WHAT IS NEEDED
In the material below, find the line containing "filename src/session/reconnect.rs" and the line containing "and never retried", then reproduce exactly both of them and every line between, and nothing else.
────────────────────
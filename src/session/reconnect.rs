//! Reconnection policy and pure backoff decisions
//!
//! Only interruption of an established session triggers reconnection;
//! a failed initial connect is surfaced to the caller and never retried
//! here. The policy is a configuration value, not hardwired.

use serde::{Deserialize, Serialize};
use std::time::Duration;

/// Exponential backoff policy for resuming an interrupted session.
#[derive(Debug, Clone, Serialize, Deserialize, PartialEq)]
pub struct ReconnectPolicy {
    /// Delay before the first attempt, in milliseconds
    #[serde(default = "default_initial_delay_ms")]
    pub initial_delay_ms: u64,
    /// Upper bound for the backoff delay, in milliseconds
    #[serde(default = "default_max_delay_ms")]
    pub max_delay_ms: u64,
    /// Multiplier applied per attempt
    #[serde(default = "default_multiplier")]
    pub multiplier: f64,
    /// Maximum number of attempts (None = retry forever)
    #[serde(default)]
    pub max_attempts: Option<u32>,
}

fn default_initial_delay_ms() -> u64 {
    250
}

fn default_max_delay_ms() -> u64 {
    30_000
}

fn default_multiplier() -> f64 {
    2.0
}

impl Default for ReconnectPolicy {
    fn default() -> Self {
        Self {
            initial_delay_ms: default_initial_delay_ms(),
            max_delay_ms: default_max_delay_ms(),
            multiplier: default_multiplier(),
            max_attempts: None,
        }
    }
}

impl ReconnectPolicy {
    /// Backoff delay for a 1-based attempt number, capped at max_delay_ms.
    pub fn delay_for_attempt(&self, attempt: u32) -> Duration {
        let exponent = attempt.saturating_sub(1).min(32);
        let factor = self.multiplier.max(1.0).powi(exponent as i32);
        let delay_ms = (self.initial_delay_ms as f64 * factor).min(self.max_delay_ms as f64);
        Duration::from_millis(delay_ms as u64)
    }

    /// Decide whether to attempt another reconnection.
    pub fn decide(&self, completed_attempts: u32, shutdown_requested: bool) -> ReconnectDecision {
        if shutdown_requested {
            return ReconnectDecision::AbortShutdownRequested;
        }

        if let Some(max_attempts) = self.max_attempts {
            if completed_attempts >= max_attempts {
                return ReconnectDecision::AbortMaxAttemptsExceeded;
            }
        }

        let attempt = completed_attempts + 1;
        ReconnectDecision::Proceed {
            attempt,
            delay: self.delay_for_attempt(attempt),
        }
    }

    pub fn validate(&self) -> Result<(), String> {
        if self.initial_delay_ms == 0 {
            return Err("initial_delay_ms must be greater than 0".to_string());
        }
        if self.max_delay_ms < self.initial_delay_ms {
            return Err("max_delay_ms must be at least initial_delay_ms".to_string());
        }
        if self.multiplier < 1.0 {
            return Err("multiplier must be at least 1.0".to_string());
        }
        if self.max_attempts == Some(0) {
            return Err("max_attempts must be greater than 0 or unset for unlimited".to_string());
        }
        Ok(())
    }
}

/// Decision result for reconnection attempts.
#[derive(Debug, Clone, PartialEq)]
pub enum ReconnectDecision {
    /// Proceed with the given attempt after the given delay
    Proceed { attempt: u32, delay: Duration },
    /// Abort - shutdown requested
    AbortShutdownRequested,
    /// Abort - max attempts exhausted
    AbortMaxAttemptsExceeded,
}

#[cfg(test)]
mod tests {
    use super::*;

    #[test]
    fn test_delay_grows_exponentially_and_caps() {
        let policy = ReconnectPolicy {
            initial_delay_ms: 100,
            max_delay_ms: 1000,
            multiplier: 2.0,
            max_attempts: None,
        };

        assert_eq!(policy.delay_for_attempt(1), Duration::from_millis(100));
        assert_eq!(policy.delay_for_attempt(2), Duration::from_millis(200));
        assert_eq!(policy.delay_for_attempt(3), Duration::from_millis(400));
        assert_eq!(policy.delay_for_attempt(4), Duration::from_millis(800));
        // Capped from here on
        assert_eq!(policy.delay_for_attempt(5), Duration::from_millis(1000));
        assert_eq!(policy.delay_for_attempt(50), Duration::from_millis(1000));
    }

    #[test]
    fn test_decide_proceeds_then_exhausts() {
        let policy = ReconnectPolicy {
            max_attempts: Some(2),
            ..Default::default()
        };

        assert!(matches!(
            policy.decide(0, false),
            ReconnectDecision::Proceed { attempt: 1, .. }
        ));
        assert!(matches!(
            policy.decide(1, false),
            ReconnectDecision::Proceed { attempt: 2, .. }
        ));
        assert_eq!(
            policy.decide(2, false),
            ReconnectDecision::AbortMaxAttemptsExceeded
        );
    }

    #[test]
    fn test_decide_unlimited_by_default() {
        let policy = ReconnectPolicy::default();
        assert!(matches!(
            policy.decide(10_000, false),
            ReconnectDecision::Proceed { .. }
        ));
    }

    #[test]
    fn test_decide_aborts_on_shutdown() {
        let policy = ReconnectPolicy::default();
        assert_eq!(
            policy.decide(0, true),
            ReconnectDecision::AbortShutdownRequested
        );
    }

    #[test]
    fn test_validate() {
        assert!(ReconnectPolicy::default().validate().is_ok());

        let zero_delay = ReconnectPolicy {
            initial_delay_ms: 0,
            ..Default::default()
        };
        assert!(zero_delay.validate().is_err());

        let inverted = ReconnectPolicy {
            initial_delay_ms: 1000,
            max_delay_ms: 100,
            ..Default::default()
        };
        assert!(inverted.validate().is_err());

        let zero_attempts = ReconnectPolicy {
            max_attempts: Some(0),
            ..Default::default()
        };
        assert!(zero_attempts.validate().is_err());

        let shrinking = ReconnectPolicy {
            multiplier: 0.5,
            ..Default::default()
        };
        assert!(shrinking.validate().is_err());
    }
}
────────────────────
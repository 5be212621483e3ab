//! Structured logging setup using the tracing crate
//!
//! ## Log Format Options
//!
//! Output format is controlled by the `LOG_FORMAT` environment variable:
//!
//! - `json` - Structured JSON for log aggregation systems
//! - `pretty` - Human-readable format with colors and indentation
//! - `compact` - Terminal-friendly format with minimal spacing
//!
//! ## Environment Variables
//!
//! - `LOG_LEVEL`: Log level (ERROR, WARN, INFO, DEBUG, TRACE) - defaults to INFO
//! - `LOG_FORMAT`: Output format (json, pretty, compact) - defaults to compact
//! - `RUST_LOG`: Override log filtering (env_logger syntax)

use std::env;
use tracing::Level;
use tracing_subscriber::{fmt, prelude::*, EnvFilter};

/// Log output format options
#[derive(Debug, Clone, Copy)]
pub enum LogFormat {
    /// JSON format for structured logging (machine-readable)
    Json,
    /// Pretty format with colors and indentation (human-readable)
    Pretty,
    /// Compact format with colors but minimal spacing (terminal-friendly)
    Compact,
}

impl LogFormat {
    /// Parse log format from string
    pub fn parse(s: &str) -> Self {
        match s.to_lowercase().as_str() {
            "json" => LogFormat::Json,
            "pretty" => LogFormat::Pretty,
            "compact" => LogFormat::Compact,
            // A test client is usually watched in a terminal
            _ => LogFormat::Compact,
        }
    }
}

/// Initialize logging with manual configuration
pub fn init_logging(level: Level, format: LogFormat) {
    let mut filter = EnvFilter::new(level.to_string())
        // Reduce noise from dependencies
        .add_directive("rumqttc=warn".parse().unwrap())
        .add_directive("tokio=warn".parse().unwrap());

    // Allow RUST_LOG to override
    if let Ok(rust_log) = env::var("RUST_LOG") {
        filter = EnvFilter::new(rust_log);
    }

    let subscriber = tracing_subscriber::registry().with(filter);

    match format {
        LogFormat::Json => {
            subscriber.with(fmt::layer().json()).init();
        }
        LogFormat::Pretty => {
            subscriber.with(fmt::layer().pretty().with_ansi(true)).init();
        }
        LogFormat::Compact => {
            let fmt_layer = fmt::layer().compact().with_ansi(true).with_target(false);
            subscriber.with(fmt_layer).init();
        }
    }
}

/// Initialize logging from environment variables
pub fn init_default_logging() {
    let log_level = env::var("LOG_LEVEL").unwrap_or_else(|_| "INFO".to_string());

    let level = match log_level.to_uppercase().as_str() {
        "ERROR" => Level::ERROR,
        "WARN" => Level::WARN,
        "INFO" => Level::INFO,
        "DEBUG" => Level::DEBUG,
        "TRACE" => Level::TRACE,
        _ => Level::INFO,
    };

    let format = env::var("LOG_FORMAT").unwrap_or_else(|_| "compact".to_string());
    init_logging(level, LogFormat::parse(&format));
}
────────────────────
SOLUTION FOR THIS PROBLEM
filename src/session/reconnect.rs
//! Reconnection policy and pure backoff decisions
//!
//! Only interruption of an established session triggers reconnection;
//! a failed initial connect is surfaced to the caller and never retried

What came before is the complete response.